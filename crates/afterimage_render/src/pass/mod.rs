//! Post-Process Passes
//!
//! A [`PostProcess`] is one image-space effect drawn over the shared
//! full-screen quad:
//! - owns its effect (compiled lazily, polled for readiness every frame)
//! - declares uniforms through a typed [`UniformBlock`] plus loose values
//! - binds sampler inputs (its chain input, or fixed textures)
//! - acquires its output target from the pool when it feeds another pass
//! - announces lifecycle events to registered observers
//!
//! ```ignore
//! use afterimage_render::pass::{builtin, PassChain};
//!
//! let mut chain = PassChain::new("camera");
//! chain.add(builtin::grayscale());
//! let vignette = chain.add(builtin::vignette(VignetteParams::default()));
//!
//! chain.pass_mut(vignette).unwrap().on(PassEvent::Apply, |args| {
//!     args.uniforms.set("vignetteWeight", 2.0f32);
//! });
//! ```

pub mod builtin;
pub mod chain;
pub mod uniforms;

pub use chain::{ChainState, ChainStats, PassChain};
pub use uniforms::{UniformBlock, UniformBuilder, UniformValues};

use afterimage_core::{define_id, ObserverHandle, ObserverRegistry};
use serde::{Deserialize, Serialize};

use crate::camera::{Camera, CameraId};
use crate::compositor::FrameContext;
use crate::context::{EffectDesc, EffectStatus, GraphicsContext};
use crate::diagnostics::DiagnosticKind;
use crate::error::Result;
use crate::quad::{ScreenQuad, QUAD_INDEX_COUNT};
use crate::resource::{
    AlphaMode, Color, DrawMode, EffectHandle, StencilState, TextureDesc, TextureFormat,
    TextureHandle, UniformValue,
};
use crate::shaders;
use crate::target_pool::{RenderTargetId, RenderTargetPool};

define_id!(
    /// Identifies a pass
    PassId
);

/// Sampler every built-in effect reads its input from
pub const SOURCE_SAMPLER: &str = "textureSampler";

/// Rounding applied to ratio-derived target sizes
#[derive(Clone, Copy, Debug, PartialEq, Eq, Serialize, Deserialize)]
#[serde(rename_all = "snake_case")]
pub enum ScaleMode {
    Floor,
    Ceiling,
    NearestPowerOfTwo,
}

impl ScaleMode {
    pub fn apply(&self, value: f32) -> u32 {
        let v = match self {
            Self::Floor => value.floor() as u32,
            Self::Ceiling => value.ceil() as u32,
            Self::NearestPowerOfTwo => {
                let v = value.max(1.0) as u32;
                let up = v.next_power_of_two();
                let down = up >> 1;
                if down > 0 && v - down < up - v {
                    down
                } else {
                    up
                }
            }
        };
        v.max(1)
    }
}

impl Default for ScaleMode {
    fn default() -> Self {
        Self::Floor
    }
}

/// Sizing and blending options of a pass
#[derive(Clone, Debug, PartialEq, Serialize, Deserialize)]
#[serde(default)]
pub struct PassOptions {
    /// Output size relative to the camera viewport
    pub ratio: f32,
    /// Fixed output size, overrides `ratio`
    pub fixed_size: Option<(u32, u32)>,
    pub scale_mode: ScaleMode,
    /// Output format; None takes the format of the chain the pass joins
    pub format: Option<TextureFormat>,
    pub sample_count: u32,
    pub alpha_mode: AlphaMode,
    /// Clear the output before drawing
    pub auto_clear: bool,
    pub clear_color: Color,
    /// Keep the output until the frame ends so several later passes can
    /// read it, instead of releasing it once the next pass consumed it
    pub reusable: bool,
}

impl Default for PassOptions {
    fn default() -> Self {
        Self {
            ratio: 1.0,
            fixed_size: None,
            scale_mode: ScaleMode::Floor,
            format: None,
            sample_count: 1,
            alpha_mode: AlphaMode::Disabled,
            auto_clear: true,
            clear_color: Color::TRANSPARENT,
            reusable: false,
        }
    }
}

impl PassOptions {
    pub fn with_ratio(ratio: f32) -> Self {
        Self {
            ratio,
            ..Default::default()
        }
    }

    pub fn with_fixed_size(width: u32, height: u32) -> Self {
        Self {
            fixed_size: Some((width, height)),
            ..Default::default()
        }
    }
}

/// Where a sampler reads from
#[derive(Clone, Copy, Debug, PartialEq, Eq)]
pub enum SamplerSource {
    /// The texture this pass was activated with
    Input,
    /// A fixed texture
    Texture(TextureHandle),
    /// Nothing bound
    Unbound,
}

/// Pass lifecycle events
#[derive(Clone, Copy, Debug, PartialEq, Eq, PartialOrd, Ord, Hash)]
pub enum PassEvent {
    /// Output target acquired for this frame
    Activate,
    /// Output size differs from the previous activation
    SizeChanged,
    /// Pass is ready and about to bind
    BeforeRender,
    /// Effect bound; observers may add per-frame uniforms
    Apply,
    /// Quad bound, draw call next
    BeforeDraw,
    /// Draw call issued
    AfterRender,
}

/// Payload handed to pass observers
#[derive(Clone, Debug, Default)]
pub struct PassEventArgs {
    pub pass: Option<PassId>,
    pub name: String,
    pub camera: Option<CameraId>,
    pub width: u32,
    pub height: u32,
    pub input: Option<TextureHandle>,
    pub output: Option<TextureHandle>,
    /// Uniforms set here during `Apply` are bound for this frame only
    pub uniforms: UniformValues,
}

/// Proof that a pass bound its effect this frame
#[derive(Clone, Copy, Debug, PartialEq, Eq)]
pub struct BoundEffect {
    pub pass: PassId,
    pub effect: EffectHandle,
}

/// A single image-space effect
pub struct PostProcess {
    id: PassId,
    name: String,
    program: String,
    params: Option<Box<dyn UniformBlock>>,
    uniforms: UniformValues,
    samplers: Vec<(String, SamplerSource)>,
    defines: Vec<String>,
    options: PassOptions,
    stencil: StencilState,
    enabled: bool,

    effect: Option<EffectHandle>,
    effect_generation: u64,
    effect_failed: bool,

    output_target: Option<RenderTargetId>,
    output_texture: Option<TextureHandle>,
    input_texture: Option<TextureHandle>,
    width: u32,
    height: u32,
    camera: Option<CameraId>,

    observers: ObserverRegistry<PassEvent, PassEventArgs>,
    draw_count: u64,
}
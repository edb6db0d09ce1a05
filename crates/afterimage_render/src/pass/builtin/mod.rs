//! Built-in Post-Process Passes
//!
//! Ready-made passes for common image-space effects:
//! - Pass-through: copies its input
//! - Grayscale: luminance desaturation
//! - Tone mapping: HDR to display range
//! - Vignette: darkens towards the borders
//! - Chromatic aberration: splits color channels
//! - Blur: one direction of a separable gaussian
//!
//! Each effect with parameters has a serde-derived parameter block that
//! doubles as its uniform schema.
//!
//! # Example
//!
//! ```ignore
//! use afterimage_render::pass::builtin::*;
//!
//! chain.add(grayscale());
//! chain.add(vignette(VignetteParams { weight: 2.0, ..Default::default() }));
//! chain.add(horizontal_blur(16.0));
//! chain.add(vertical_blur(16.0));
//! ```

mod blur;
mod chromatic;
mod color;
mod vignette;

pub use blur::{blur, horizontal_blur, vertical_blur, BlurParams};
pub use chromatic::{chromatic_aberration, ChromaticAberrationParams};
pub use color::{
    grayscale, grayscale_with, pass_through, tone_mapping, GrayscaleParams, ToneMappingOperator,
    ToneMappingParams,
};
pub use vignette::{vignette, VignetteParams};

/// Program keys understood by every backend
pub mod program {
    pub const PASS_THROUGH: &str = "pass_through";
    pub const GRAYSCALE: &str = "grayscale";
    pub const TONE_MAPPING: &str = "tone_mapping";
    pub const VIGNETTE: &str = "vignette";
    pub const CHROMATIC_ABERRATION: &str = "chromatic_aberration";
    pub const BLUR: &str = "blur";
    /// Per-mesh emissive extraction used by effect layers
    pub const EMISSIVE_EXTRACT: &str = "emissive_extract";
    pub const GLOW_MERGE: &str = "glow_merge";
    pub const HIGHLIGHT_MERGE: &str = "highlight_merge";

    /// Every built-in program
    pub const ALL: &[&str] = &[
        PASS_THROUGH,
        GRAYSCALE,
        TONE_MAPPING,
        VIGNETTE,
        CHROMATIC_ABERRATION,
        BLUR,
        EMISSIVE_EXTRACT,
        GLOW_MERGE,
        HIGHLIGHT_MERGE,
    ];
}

* [Problem statement]
With the first line of the material as the start and the line containing "feeds another pass" as the end, repeat that span exactly and add nothing.

* [Task response]
filename crates/afterimage_render/src/pass/mod.rs
//! Post-Process Passes
//!
//! A [`PostProcess`] is one image-space effect drawn over the shared
//! full-screen quad:
//! - owns its effect (compiled lazily, polled for readiness every frame)
//! - declares uniforms through a typed [`UniformBlock`] plus loose values
//! - binds sampler inputs (its chain input, or fixed textures)
//! - acquires its output target from the pool when it feeds another pass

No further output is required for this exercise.